DATE2018-12-21 11:10-12:00


SPEAKERYusuke Nakamura (中村勇哉) 助理教授(University of Tokyo

TITLEA Rational Point Problem on Fano Varieties

ABSTRACT Fano varieties defined over a certain field $k$ are believed to have a $k$-rational point. For instance, the classically known Chevalley--Warning theorem states that homogeneous polynomials $f_1,\ldots, f_l \in \mathbb{F} _q [x_0, \ldots, x_n]$ with $(n+1)$-many variables over a finite field $\mathbb{F} _q$ have a non-trivial common solution if $\sum _{1 \le i \le l} \deg f_i \le n$ holds.

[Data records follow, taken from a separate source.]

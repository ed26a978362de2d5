use std::borrow::Cow;
use std::collections::BTreeSet;

use serde::{Deserialize, Serialize};

/// Permission identifier.
///
/// Permissions are opaque string tags (e.g. "read", "delete"). There is no
/// wildcard: a role holds exactly the tags its policy entry lists.
#[derive(Debug, Clone, PartialEq, Eq, Hash, PartialOrd, Ord, Serialize, Deserialize)]
#[serde(transparent)]
pub struct Permission(Cow<'static, str>);

impl Permission {
    pub const READ: Permission = Permission(Cow::Borrowed("read"));
    pub const WRITE: Permission = Permission(Cow::Borrowed("write"));
    pub const DELETE: Permission = Permission(Cow::Borrowed("delete"));

    pub fn new(name: impl Into<Cow<'static, str>>) -> Self {
        Self(name.into())
    }

    pub fn as_str(&self) -> &str {
        &self.0
    }
}

impl core::fmt::Display for Permission {
    fn fmt(&self, f: &mut core::fmt::Formatter<'_>) -> core::fmt::Result {
        f.write_str(&self.0)
    }
}

/// The (possibly empty) set of permissions a role holds.
pub type PermissionSet = BTreeSet<Permission>;
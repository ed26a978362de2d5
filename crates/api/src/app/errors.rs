use axum::http::StatusCode;
use axum::response::{IntoResponse, Response};
use serde_json::json;
use thiserror::Error;

use storefront_auth::{AuthzError, VerifyError};

/// Terminal outcome of the auth chain.
///
/// Rendered as a bare status code: 401 when no usable credential was offered,
/// 403 for everything else. The inner errors are for logs only.
#[derive(Debug, Error, Clone, PartialEq, Eq)]
pub enum AuthRejection {
    #[error("no bearer credential presented")]
    Unauthenticated,

    #[error("bearer token rejected: {0}")]
    InvalidToken(#[source] VerifyError),

    #[error(transparent)]
    Forbidden(#[from] AuthzError),
}

impl AuthRejection {
    pub fn status(&self) -> StatusCode {
        match self {
            AuthRejection::Unauthenticated => StatusCode::UNAUTHORIZED,
            AuthRejection::InvalidToken(_) | AuthRejection::Forbidden(_) => StatusCode::FORBIDDEN,
        }
    }
}

impl IntoResponse for AuthRejection {
    fn into_response(self) -> Response {
        self.status().into_response()
    }
}

pub fn json_error(status: StatusCode, code: &'static str, message: impl Into<String>) -> Response {
    (
        status,
        axum::Json(json!({
            "error": code,
            "message": message.into(),
        })),
    )
        .into_response()
}
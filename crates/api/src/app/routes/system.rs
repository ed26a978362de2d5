use axum::{
    extract::State,
    http::StatusCode,
    response::{IntoResponse, Response},
    Json,
};

use crate::app::{errors::json_error, AppState};
use crate::context::Identity;

pub async fn health() -> StatusCode {
    StatusCode::OK
}

/// The identity bound from the token, without touching the credential store.
pub async fn whoami(identity: Identity) -> impl IntoResponse {
    Json(serde_json::json!({
        "id": identity.id(),
        "role": identity.role(),
        "expires_at": identity.claim().expires_at,
    }))
}

/// Fresh user record for the caller.
pub async fn me(State(state): State<AppState>, identity: Identity) -> Response {
    match state.credentials.find_by_id(identity.id()).await {
        Ok(Some(user)) => Json(user).into_response(),
        Ok(None) => {
            tracing::info!(user_id = %identity.id(), "token subject no longer exists");
            json_error(StatusCode::NOT_FOUND, "not_found", "user not found")
        }
        Err(e) => {
            tracing::error!(user_id = %identity.id(), error = %e, "credential lookup failed");
            json_error(
                StatusCode::INTERNAL_SERVER_ERROR,
                "credential_store_error",
                e.to_string(),
            )
        }
    }
}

More precisely, it states that the number of common solution is divisible by the characteristic $p$ of the field $\mathbb{F} _q$. Geometrically, it can be interpreted as that the number of the $\mathbb{F} _q$-rational points on a complete intersection Fano variety is one modulo $p$. This kind of problem was answered in the smooth case by Esnault. She proved that smooth Fano varieties defined over a finite field have a rational point. It is natural to ask whether we can generalize this results to singular Fano varieties or not. In this talk, we study the rational point problem on singular Fano varieties and the relation to the minimal model program.